> _EXERCISE INSTRUCTIONS_: When the word "HttpRequest" shows up in a line of the data below, copy that whole line.

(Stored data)
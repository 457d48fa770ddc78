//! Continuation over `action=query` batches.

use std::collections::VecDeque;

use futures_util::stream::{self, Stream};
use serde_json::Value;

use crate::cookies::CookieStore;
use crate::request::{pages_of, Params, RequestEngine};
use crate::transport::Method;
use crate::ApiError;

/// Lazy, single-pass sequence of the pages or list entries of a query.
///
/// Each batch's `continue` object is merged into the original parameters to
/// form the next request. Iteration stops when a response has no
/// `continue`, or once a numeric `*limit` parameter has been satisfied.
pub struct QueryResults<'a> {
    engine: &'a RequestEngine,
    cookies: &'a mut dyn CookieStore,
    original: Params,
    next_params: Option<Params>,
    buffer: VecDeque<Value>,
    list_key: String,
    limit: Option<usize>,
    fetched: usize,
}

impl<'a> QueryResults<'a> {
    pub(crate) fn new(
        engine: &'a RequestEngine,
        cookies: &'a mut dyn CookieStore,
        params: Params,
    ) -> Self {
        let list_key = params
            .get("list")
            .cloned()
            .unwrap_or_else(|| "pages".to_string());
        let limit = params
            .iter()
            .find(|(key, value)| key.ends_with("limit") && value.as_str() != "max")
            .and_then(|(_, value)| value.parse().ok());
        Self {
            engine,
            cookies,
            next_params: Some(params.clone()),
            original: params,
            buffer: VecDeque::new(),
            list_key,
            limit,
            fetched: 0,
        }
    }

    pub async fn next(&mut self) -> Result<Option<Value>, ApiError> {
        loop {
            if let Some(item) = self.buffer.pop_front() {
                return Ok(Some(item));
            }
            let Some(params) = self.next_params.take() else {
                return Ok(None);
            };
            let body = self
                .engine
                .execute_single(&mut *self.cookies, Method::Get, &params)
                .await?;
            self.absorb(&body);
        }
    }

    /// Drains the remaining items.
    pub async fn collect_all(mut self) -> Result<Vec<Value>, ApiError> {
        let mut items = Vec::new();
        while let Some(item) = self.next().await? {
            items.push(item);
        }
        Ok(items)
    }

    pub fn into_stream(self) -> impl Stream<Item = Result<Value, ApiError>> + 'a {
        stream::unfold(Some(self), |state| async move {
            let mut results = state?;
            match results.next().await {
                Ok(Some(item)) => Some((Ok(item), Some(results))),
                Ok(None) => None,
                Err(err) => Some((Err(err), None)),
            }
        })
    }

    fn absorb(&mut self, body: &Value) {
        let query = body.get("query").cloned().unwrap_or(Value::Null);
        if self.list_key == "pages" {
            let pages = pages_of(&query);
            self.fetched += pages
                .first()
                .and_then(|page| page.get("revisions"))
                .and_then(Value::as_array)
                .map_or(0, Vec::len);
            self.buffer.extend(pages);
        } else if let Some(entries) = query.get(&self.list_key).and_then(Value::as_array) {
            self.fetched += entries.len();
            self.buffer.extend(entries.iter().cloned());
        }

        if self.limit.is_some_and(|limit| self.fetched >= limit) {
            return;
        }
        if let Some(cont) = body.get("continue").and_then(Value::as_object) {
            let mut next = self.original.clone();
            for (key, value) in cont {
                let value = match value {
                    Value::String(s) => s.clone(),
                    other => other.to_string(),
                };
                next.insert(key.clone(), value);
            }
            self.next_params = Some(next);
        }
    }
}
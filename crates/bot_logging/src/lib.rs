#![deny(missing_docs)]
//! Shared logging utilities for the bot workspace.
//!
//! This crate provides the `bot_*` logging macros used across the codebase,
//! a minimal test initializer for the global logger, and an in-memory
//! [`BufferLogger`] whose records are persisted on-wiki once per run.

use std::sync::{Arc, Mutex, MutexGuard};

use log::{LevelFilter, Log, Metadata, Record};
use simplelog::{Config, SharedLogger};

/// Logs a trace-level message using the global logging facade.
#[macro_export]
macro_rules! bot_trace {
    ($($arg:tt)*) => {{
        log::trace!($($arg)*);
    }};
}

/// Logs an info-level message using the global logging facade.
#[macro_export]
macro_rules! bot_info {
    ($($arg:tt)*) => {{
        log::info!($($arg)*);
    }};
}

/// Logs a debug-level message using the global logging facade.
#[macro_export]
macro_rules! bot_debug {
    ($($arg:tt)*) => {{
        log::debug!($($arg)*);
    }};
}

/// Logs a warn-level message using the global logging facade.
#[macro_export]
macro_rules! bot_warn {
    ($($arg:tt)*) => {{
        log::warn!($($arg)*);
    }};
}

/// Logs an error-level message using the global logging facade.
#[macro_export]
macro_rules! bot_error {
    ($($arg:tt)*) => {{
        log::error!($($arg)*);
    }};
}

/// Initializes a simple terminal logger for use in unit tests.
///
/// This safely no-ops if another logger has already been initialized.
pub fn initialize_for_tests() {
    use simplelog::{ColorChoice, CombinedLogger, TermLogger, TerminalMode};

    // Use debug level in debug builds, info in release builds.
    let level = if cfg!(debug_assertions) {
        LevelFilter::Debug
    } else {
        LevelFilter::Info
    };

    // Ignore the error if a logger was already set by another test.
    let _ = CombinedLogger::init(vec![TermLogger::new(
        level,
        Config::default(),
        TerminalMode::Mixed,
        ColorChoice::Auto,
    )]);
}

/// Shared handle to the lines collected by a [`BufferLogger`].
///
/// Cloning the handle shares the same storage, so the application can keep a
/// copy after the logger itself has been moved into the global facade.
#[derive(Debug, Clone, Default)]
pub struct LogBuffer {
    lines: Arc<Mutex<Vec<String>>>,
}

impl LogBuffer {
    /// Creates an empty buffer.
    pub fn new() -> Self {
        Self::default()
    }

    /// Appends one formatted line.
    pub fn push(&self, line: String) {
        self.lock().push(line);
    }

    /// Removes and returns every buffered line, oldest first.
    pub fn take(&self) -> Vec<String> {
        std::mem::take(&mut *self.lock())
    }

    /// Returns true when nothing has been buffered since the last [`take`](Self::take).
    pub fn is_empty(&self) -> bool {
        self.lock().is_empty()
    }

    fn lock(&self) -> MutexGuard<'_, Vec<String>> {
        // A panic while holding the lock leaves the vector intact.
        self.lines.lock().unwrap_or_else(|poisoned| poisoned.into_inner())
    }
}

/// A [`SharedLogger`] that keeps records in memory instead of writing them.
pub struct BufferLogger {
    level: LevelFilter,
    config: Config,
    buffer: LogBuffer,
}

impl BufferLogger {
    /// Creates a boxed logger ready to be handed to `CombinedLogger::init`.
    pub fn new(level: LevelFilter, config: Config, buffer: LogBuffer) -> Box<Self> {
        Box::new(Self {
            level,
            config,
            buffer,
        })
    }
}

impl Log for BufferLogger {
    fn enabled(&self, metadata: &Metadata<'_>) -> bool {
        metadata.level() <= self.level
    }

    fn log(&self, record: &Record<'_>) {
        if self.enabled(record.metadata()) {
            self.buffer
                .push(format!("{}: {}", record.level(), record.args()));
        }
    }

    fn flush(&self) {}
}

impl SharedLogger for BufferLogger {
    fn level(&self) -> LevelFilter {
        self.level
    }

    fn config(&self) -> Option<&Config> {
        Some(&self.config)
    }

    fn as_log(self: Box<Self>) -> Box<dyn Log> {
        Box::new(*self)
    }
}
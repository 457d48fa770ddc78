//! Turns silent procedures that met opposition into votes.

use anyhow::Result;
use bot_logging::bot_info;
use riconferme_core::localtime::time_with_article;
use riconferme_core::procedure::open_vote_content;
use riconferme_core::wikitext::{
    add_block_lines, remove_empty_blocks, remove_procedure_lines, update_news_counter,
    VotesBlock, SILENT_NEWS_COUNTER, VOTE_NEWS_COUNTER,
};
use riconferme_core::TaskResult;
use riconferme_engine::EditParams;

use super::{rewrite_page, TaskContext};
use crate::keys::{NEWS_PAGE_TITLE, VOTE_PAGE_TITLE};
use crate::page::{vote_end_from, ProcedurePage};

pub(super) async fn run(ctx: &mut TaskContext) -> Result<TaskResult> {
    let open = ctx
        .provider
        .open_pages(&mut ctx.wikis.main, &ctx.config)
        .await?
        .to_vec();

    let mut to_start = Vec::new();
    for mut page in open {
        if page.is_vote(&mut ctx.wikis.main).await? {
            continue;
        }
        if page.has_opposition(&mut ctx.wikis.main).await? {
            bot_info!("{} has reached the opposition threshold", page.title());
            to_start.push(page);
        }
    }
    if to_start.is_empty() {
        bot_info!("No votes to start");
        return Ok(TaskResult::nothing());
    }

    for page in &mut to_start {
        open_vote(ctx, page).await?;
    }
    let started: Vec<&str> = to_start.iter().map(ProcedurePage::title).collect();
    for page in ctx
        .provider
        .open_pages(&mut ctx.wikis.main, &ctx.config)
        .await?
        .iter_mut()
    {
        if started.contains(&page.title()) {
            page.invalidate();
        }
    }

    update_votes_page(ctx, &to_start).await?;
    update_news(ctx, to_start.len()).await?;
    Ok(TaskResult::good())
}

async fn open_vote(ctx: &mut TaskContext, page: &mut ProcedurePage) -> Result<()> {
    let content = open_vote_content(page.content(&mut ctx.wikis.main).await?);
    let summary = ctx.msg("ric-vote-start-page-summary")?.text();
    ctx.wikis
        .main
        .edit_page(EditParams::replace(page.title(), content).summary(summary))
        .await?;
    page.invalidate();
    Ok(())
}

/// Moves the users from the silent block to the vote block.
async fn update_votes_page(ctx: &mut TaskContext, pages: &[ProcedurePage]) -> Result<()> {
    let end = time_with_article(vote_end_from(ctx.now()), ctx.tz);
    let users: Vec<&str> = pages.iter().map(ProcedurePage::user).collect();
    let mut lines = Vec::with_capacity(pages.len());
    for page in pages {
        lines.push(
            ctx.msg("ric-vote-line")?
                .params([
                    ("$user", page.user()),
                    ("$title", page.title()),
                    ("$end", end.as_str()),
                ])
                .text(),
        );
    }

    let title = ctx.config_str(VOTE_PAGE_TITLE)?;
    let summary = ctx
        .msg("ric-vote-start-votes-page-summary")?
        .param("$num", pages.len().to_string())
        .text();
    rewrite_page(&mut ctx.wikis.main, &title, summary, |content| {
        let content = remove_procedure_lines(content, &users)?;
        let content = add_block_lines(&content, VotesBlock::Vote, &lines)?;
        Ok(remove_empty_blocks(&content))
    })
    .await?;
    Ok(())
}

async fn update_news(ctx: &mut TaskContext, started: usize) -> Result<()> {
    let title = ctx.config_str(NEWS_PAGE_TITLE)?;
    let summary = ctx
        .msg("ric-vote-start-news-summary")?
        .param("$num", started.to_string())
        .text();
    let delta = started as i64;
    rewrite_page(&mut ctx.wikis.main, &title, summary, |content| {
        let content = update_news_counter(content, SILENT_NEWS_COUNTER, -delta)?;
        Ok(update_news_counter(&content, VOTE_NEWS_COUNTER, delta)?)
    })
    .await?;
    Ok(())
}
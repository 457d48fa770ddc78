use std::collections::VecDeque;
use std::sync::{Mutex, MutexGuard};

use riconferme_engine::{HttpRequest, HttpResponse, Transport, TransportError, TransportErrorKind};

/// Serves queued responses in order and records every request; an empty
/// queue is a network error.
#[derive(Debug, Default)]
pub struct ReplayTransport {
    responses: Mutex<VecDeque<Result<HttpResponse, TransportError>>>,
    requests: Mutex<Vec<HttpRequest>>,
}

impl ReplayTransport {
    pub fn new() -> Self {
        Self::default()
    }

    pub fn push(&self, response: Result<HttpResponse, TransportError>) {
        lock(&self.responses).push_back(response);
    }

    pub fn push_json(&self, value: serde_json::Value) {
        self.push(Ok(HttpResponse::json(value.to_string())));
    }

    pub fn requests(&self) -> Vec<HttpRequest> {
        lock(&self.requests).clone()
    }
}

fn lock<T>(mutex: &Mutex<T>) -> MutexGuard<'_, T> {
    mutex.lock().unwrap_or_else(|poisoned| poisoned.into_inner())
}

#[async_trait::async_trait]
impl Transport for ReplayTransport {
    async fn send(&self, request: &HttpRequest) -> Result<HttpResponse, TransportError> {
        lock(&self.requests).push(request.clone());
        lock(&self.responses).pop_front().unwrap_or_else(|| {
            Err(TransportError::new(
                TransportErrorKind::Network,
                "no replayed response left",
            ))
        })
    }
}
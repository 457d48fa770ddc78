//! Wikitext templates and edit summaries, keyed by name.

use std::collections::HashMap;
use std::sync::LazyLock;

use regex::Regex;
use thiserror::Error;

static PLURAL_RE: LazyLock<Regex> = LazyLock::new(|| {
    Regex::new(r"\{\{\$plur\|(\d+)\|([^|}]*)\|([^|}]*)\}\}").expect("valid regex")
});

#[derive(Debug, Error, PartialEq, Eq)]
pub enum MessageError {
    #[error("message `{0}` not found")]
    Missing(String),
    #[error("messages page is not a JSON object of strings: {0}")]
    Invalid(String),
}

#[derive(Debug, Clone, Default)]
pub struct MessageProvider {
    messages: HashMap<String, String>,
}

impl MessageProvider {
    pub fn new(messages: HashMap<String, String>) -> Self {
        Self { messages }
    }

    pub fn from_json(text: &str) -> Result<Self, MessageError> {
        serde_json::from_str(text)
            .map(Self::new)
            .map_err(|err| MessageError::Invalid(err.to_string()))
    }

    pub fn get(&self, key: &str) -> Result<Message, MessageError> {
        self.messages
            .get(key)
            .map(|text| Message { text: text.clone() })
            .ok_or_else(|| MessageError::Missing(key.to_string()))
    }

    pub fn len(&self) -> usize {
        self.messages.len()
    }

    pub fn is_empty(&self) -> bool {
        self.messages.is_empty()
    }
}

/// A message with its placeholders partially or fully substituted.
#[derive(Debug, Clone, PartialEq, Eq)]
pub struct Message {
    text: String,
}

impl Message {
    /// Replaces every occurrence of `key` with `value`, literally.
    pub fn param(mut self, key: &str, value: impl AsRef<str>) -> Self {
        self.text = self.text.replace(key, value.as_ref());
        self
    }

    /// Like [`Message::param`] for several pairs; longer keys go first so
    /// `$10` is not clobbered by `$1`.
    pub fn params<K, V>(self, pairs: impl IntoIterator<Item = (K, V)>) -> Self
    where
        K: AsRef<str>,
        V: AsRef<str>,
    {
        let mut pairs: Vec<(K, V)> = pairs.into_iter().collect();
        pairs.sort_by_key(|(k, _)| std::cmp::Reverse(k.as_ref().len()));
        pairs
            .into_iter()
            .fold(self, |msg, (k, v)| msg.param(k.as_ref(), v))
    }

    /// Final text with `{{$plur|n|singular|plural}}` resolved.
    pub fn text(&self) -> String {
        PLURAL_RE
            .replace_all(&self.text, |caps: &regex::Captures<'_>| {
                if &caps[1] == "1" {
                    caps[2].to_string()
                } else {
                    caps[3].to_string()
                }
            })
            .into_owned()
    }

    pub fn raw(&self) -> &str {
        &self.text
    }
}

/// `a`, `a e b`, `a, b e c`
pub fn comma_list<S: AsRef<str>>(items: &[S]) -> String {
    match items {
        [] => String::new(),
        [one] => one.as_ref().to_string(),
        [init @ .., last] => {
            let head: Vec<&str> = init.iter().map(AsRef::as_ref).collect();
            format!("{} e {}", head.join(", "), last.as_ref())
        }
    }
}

> _EXERCISE SOLUTION_:
use riconferme_engine::{HttpRequest, HttpResponse, Transport, TransportError, TransportErrorKind};
    requests: Mutex<Vec<HttpRequest>>,
    pub fn requests(&self) -> Vec<HttpRequest> {
    async fn send(&self, request: &HttpRequest) -> Result<HttpResponse, TransportError> {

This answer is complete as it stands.